Lise'de Felsefe hocamız bize bir söz okutturmuştu, tam hatırlamıyorum ama şöyle bir şeydi "Bugünün çocukları büyüklerine karşı saygısız, terbiyesiz ve yozlaşmışlar. Gelecek nesil için en ufak bir umudum bile yok!". Hoca bunun hangi zaman da söylendiğini sormuştu bize. En yakın tahmini yapan arkadaşımız bile yaklaşık 2400 sene ıskaladı. Bunu söyleyen Eski Yunanistan'da Platon veya benzeri bir felsefeciydi, şimdi hatırlamıyorum.

Bu arada sana da kesinlikle hak veriyorum, dün bizim okulda Ezel'in çekimleri vardı, ben de öyle meraklanmış oturup izlerken şöyle bir olaya şahit oldum;

Ekipten biri: Off abi durun tekrar almamız gerekli, o el orada değildi, devamlılık gitti.
O sırada o sahneye yönetmenlik yapan kişi: S*ktir et şimdi. Bir sonraki plan!

Yani Türkiye'de şu an için çoğu kişinin en iyi dediği dizi bile böyleyse ben ne diyeyim. Ki zaten sen dediğin noktada en çok dizi setlerinde haklısın. Çünkü adamlar haftada 90 dakika çekiyorlar, yani 1 sinema filmi. Sadece çekmiyorlar da; yazıyorlar, hazırlığını yapıyorlar, çekiyorlar ve kurguluyorlar. Hepsi 1 haftada, düşünün.

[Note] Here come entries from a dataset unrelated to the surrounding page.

//! CLI errors: user-facing messages, suggestions and exit codes.
//!
//! Core errors pass through [`CliError::Core`] unchanged; their category
//! decides the exit code.

use std::error::Error;

use owo_colors::OwoColorize;
use thiserror::Error;

use dotwork_core::error::DotworkError;

pub use dotwork_core::error::ErrorCategory as CoreCategory;

/// Result type alias for CLI operations.
pub type CliResult<T> = Result<T, CliError>;

/// CLI error types.
#[derive(Debug, Error)]
pub enum CliError {
    /// Invalid user input that clap could not catch.
    #[error("Invalid input: {message}")]
    InvalidInput {
        message: String,
        #[source]
        source: Option<Box<dyn std::error::Error + Send + Sync>>,
    },

    // ── Config errors ──────────────────────────────────────────────────────
    /// A configuration file could not be read, parsed, or written.
    #[error("Configuration error: {message}")]
    ConfigError {
        message: String,
        #[source]
        source: Option<Box<dyn std::error::Error + Send + Sync>>,
    },

    // ── Core errors ────────────────────────────────────────────────────────
    /// An error propagated from `dotwork-core` or an adapter.
    #[error("{0}")]
    Core(#[from] DotworkError),

    // ── System errors ──────────────────────────────────────────────────────
    /// An I/O operation failed.
    #[error("I/O error: {message}")]
    IoError {
        message: String,
        #[source]
        source: std::io::Error,
    },

    /// The user declined a confirmation prompt.
    #[error("Operation cancelled")]
    Cancelled,

    /// Some items of an update (instances of a batch, or files of one
    /// instance) failed while the rest went through.
    #[error("{failed} of {total} {unit} failed to update")]
    PartialFailure {
        failed: usize,
        total: usize,
        unit: &'static str,
    },
}

impl From<std::io::Error> for CliError {
    fn from(err: std::io::Error) -> Self {
        CliError::IoError {
            message: err.to_string(),
            source: err,
        }
    }
}

impl CliError {
    /// Shorthand for an [`CliError::InvalidInput`] without a source.
    pub fn invalid(message: impl Into<String>) -> Self {
        Self::InvalidInput {
            message: message.into(),
            source: None,
        }
    }

    /// Get user-actionable suggestions for fixing this error.
    pub fn suggestions(&self) -> Vec<String> {
        match self {
            Self::InvalidInput { message, .. } => vec![
                format!("Check your input: {message}"),
                "Use --help for usage information".into(),
            ],

            Self::ConfigError { message, .. } => vec![
                format!("Configuration issue: {message}"),
                "Check your config file (see: dotwork config path)".into(),
                "DOTWORK_* environment variables override file values".into(),
                "Use 'dotwork config init --force' to write a fresh default config".into(),
            ],

            Self::Core(core_err) => core_err.suggestions(),

            Self::IoError { message, .. } => vec![
                format!("I/O operation failed: {message}"),
                "Check file permissions".into(),
                "Ensure the parent directory exists".into(),
                "Check available disk space".into(),
            ],

            Self::Cancelled => vec![
                "Operation was cancelled".into(),
                "No changes were made".into(),
            ],

            Self::PartialFailure { .. } => vec![
                "See the failure list above for details".into(),
                "Re-run a single instance with: dotwork update PATH -vv".into(),
                "The instance record is only saved once every file succeeds".into(),
            ],
        }
    }

    /// Get the error category for styling and exit codes.
    pub fn category(&self) -> ErrorCategory {
        match self {
            Self::InvalidInput { .. } => ErrorCategory::UserError,
            Self::ConfigError { .. } => ErrorCategory::Configuration,
            Self::Core(core) => match core.category() {
                CoreCategory::Validation | CoreCategory::Conflict => ErrorCategory::UserError,
                CoreCategory::NotFound => ErrorCategory::NotFound,
                CoreCategory::Corrupted | CoreCategory::Internal => ErrorCategory::Internal,
            },
            Self::IoError { .. } => ErrorCategory::Internal,
            Self::Cancelled => ErrorCategory::UserError,
            Self::PartialFailure { .. } => ErrorCategory::PartialFailure,
        }
    }

    /// Exit code to pass to the OS.
    ///
    /// | Category        | Code |
    /// |-----------------|------|
    /// | Internal        |  1   |
    /// | User error      |  2   |
    /// | Not found       |  3   |
    /// | Configuration   |  4   |
    /// | Partial failure |  5   |
    pub fn exit_code(&self) -> u8 {
        match self.category() {
            ErrorCategory::Internal => 1,
            ErrorCategory::UserError => 2,
            ErrorCategory::NotFound => 3,
            ErrorCategory::Configuration => 4,
            ErrorCategory::PartialFailure => 5,
        }
    }

    /// Format the error for display with colors and suggestions.
    pub fn format_colored(&self, verbose: bool) -> String {
        let mut output = String::new();

        output.push_str(&format!(
            "\n{} {}\n\n",
            "✗".red().bold(),
            "Error:".red().bold()
        ));

        output.push_str(&format!("  {}\n", self.to_string().red()));

        if verbose {
            let mut source = self.source();
            while let Some(err) = source {
                output.push_str(&format!(
                    "\n  {} {}\n",
                    "→".dimmed(),
                    err.to_string().dimmed()
                ));
                source = err.source();
            }
        }

        let suggestions = self.suggestions();
        if !suggestions.is_empty() {
            output.push_str(&format!("\n{}\n", "Suggestions:".yellow().bold()));
            for suggestion in suggestions {
                output.push_str(&format!("  {suggestion}\n"));
            }
        }

        if !verbose {
            output.push('\n');
            output.push_str(&format!(
                "{} {}\n",
                "\u{2139}".blue(), // ℹ
                "Use -v / --verbose for more details.".dimmed(),
            ));
        }

        output
    }

    /// Plain-text version of [`Self::format_colored`], no ANSI codes.
    pub fn format_plain(&self, verbose: bool) -> String {
        let mut out = String::new();
        out.push_str(&format!("\nError: {self}\n"));

        if verbose {
            let mut src = self.source();
            while let Some(err) = src {
                out.push_str(&format!("  Caused by: {err}\n"));
                src = err.source();
            }
        }

        let suggestions = self.suggestions();
        if !suggestions.is_empty() {
            out.push_str("\nSuggestions:\n");
            for s in &suggestions {
                out.push_str(&format!("  {s}\n"));
            }
        }

        if !verbose {
            out.push_str("\nUse -v / --verbose for more details.\n");
        }

        out
    }

    /// Log the error using tracing.
    pub fn log(&self) {
        match self.category() {
            ErrorCategory::UserError => tracing::warn!("User error: {}", self),
            ErrorCategory::NotFound => tracing::warn!("Not found: {}", self),
            ErrorCategory::PartialFailure => tracing::warn!("Batch incomplete: {}", self),
            ErrorCategory::Configuration => tracing::error!("Configuration error: {}", self),
            ErrorCategory::Internal => tracing::error!("Internal error: {}", self),
        }

        if let Some(source) = self.source() {
            tracing::debug!("Caused by: {}", source);
        }
    }
}

/// Error categories for classification.
#[derive(Debug, Clone, Copy, PartialEq, Eq)]
pub enum ErrorCategory {
    /// User input error (validation, invalid arguments, conflicts).
    UserError,
    /// Resource not found.
    NotFound,
    /// Configuration error.
    Configuration,
    /// Internal/system error.
    Internal,
    /// A batch finished but some of its items failed.
    PartialFailure,
}

// ── IntoCli trait ─────────────────────────────────────────────────────────────

/// Attach a context message to an I/O error, turning it into
/// [`CliError::IoError`].
pub trait IntoCli<T> {
    /// Convert to `CliResult` attaching a human-readable context message.
    fn with_cli_context<F, S>(self, f: F) -> CliResult<T>
    where
        F: FnOnce() -> S,
        S: Into<String>;
}

impl<T> IntoCli<T> for Result<T, std::io::Error> {
    fn with_cli_context<F, S>(self, f: F) -> CliResult<T>
    where
        F: FnOnce() -> S,
        S: Into<String>,
    {
        self.map_err(|e| CliError::IoError {
            message: f().into(),
            source: e,
        })
    }
}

Yani böyle genel bir tanımlama yapmak bence yanlış, çünkü kişiden kişiye göre değişir ne yapacağı...

 
Gönderildi : 15/04/2011 12:01 am
 prot
(@prot)
Gönderi: 0
 

barış ben zaten geneleme yapmadım ama olayı bukadar sıg düşünen ama prof gecinen ismini vermek istemedigim birkaç kişinin konuşmasına şahit oldum.tabiki yapan yapıyor.ama dedimya dijital kolaylaştırınca ertesigün'ki sete gelen yönetmen kafasının bir kenarında nasıl olsa kotarırız düşüncesiyle geliyor.bundan bahsediyorum.

PORTFOLIO: http://xantia.cgsociety.org/gallery/908278/" onclick="window.open(this.href);return false;

 
Gönderildi : 15/04/2011 12:49 am
(@homeros)
Gönderi: 0
 

Tamam zaten ben de eğer genelleme yapmıyorsan katılıyorum sana.